Hello, I see in the release notes of v1.4 that this pull request has been merged. Does this mean that BFGS now has GPU support? I'm able to use LBFGS, but not BFGS on GPU.
A MWE:

using GalacticOptim, CUDA, Optim, Zygote
CUDA.allowscalar(false)
lossFn(θ, p) = sum(abs, θ)
θ0 = cu(zeros(2));
f = OptimizationFunction(lossFn, GalacticOptim.AutoZygote())
prob = GalacticOptim.OptimizationProblem(f, initθ);
# sol1 = GalacticOptim.solve(prob, Optim.BFGS()); # doesn't work
# sol2 = GalacticOptim.solve(prob, Optim.LBFGS()); # works
Details:

ERROR: LoadError: Scalar indexing is disallowed.
Invocation of getindex resulted in scalar indexing of a GPU array.
This is typically caused by calling an iterating implementation of a method.
Such implementations *do not* execute on the GPU, but very slowly on the CPU,
and therefore are only permitted from the REPL for prototyping purposes.
If you did intend to index this array, annotate the caller with @allowscalar.
Stacktrace:
  [1] error(s::String)
    @ Base ./error.jl:33
  [2] assertscalar(op::String)
    @ GPUArrays /scratch/user/vish0908/.julia/packages/GPUArrays/0vqbc/src/host/indexing.jl:53
  [3] getindex(::CuArray{Float32, 2, CUDA.Mem.DeviceBuffer}, ::Int64, ::Int64)

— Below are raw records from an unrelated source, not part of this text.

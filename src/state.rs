use crate::stream::record::{RejectedFrame, TelemetryRecord};
use crate::stream::window::RollingWindow;
use parking_lot::{Mutex, RwLock};
use serde::Serialize;
use tokio::task::JoinHandle;
use tokio_util::sync::CancellationToken;

pub struct StreamHandle {
    pub cancellation_token: CancellationToken,
    pub join_handle: JoinHandle<()>,
}

#[derive(Debug, Clone, Copy, Default, Serialize, PartialEq, Eq)]
#[serde(rename_all = "camelCase")]
pub struct IngestStats {
    pub appended: u64,
    pub handshakes: u64,
    pub rejected: u64,
}

/// Rolling window plus ingest bookkeeping for the telemetry stream.
///
/// Only the telemetry stream task writes here; consumers go through the read-only accessors.
#[derive(Debug)]
pub struct TelemetryStore {
    window: RwLock<RollingWindow>,
    last_rejected: RwLock<Option<RejectedFrame>>,
    stats: Mutex<IngestStats>,
}

impl TelemetryStore {
    pub fn new(capacity: usize) -> Self {
        Self {
            window: RwLock::new(RollingWindow::new(capacity)),
            last_rejected: RwLock::new(None),
            stats: Mutex::new(IngestStats::default()),
        }
    }

    pub(crate) fn append(&self, record: TelemetryRecord) {
        self.window.write().append(record);
        let mut stats = self.stats.lock();
        stats.appended = stats.appended.saturating_add(1);
    }

    pub(crate) fn record_handshake(&self) {
        let mut stats = self.stats.lock();
        stats.handshakes = stats.handshakes.saturating_add(1);
    }

    pub(crate) fn record_rejected(&self, frame: Option<RejectedFrame>) {
        if let Some(frame) = frame {
            *self.last_rejected.write() = Some(frame);
        }
        let mut stats = self.stats.lock();
        stats.rejected = stats.rejected.saturating_add(1);
    }

    pub fn snapshot(&self) -> Vec<TelemetryRecord> {
        self.window.read().snapshot()
    }

    pub fn latest(&self) -> Option<TelemetryRecord> {
        self.window.read().latest()
    }

    pub fn len(&self) -> usize {
        self.window.read().len()
    }

    pub fn is_empty(&self) -> bool {
        self.window.read().is_empty()
    }

    pub fn capacity(&self) -> usize {
        self.window.read().capacity()
    }

    pub fn stats(&self) -> IngestStats {
        *self.stats.lock()
    }

    pub fn last_rejected(&self) -> Option<RejectedFrame> {
        self.last_rejected.read().clone()
    }
}
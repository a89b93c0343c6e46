pub mod backoff;
pub mod decoder;
pub mod pipeline;
pub mod record;
pub mod transport;
pub mod types;
pub mod window;

pub const TELEMETRY_STREAM: &str = "telemetry";
pub const ALERT_STREAM: &str = "alerts";
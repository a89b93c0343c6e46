//! Reconnect policy and the connection state machine.
//!
//! The runtime loop in `pipeline` never touches the attempt counter directly; it feeds
//! [`ConnectionEvent`]s into [`ConnectionMachine::apply`] and sleeps for whatever delay comes back.

use crate::stream::types::{
    ConnectionState, DEFAULT_BACKOFF_BASE_MS, DEFAULT_BACKOFF_MAX_ATTEMPT, DEFAULT_BACKOFF_MAX_MS,
};
use std::time::Duration;

#[derive(Debug, Clone, Copy, PartialEq, Eq)]
pub struct BackoffPolicy {
    pub base_delay_ms: u64,
    pub max_delay_ms: u64,
    pub max_attempt: u32,
}

impl Default for BackoffPolicy {
    fn default() -> Self {
        Self {
            base_delay_ms: DEFAULT_BACKOFF_BASE_MS,
            max_delay_ms: DEFAULT_BACKOFF_MAX_MS,
            max_attempt: DEFAULT_BACKOFF_MAX_ATTEMPT,
        }
    }
}

impl BackoffPolicy {
    /// `min(max_delay, base * 2^attempt)`, saturating instead of overflowing.
    pub fn delay_ms(&self, attempt: u32) -> u64 {
        let factor = 1_u64.checked_shl(attempt).unwrap_or(u64::MAX);
        self.base_delay_ms
            .saturating_mul(factor)
            .min(self.max_delay_ms)
    }

    pub fn delay(&self, attempt: u32) -> Duration {
        Duration::from_millis(self.delay_ms(attempt))
    }
}

#[derive(Debug, Clone, Copy, PartialEq, Eq)]
pub enum ConnectionEvent {
    ConnectStarted,
    Opened,
    /// Connect refused, transport error or remote close.
    Failed,
    Disposed,
}

#[derive(Debug, Clone)]
pub struct ConnectionMachine {
    state: ConnectionState,
    attempt: u32,
    policy: BackoffPolicy,
    live: bool,
}

impl ConnectionMachine {
    pub fn new(policy: BackoffPolicy) -> Self {
        Self {
            state: ConnectionState::Idle,
            attempt: 0,
            policy,
            live: true,
        }
    }

    pub fn state(&self) -> ConnectionState {
        self.state
    }

    pub fn attempt(&self) -> u32 {
        self.attempt
    }

    pub fn is_live(&self) -> bool {
        self.live
    }

    /// Applies one event and returns the new state, or `None` when the event is ignored.
    ///
    /// After `Disposed` every event is ignored.
    pub fn apply(&mut self, event: ConnectionEvent) -> Option<ConnectionState> {
        if !self.live {
            return None;
        }

        let next = match (self.state, event) {
            (_, ConnectionEvent::Disposed) => {
                self.live = false;
                ConnectionState::Closed
            }
            (
                ConnectionState::Idle | ConnectionState::Reconnecting { .. },
                ConnectionEvent::ConnectStarted,
            ) => ConnectionState::Connecting,
            (ConnectionState::Connecting, ConnectionEvent::Opened) => {
                self.attempt = 0;
                ConnectionState::Open
            }
            (ConnectionState::Connecting | ConnectionState::Open, ConnectionEvent::Failed) => {
                self.attempt = self.attempt.saturating_add(1).min(self.policy.max_attempt);
                ConnectionState::Reconnecting {
                    attempt: self.attempt,
                    delay_ms: self.policy.delay_ms(self.attempt),
                }
            }
            _ => return None,
        };

        self.state = next;
        Some(next)
    }
}

#[cfg(test)]
mod tests {
    use super::*;

    #[test]
    fn delay_doubles_until_the_cap() {
        let policy = BackoffPolicy::default();
        let expected = [1_000, 2_000, 4_000, 8_000, 16_000, 30_000, 30_000];
        for (attempt, expected_ms) in expected.into_iter().enumerate() {
            assert_eq!(policy.delay_ms(attempt as u32), expected_ms);
        }
        assert_eq!(policy.delay_ms(30), 30_000);
        assert_eq!(policy.delay_ms(200), 30_000);
    }

    #[test]
    fn failures_grow_the_attempt_and_open_resets_it() {
        let mut machine = ConnectionMachine::new(BackoffPolicy::default());

        for attempt in 1..=4_u32 {
            assert_eq!(
                machine.apply(ConnectionEvent::ConnectStarted),
                Some(ConnectionState::Connecting)
            );
            assert_eq!(
                machine.apply(ConnectionEvent::Failed),
                Some(ConnectionState::Reconnecting {
                    attempt,
                    delay_ms: 30_000_u64.min(1_000 * 2_u64.pow(attempt)),
                })
            );
        }

        machine.apply(ConnectionEvent::ConnectStarted);
        assert_eq!(machine.apply(ConnectionEvent::Opened), Some(ConnectionState::Open));
        assert_eq!(machine.attempt(), 0);

        assert_eq!(
            machine.apply(ConnectionEvent::Failed),
            Some(ConnectionState::Reconnecting {
                attempt: 1,
                delay_ms: 2_000,
            })
        );
    }

    #[test]
    fn attempt_stops_at_the_ceiling() {
        let policy = BackoffPolicy {
            max_attempt: 3,
            ..BackoffPolicy::default()
        };
        let mut machine = ConnectionMachine::new(policy);
        for _ in 0..10 {
            machine.apply(ConnectionEvent::ConnectStarted);
            machine.apply(ConnectionEvent::Failed);
        }
        assert_eq!(machine.attempt(), 3);
        assert_eq!(
            machine.state(),
            ConnectionState::Reconnecting {
                attempt: 3,
                delay_ms: 8_000,
            }
        );
    }

    #[test]
    fn disposal_freezes_the_machine() {
        let mut machine = ConnectionMachine::new(BackoffPolicy::default());
        machine.apply(ConnectionEvent::ConnectStarted);
        machine.apply(ConnectionEvent::Failed);

        assert_eq!(
            machine.apply(ConnectionEvent::Disposed),
            Some(ConnectionState::Closed)
        );
        assert!(!machine.is_live());
        assert_eq!(machine.apply(ConnectionEvent::ConnectStarted), None);
        assert_eq!(machine.apply(ConnectionEvent::Disposed), None);
        assert_eq!(machine.state(), ConnectionState::Closed);
    }

    #[test]
    fn ignores_out_of_order_events() {
        let mut machine = ConnectionMachine::new(BackoffPolicy::default());
        assert_eq!(machine.apply(ConnectionEvent::Opened), None);
        assert_eq!(machine.apply(ConnectionEvent::Failed), None);
        assert_eq!(machine.state(), ConnectionState::Idle);
    }
}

    @ GPUArrays /scratch/user/vish0908/.julia/packages/GPUArrays/0vqbc/src/host/indexing.jl:86
  [4] macro expansion
    @ /scratch/user/vish0908/.julia/packages/Optim/3K7JI/src/multivariate/solvers/first_order/bfgs.jl:166 [inlined]
  [5] macro expansion
    @ ./simdloop.jl:77 [inlined]
  [6] update_h!(d::TwiceDifferentiable{Float32, CuArray{Float32, 1, CUDA.Mem.DeviceBuffer}, CuArray{Float32, 2, CUDA.Mem.DeviceBuffer}, CuArray{Float32, 1, CUDA.Mem.DeviceBuffer}}, state::Optim.BFGSState{CuArray{Float32, 1, CUDA.Mem.DeviceBuffer}, CuArray{Float32, 2, CUDA.Mem.DeviceBuffer}, Float32, CuArray{Float32, 1, CUDA.Mem.DeviceBuffer}}, method::BFGS{LineSearches.InitialStatic{Float64}, LineSearches.HagerZhang{Float64, Base.RefValue{Bool}}, Nothing, Nothing, Flat})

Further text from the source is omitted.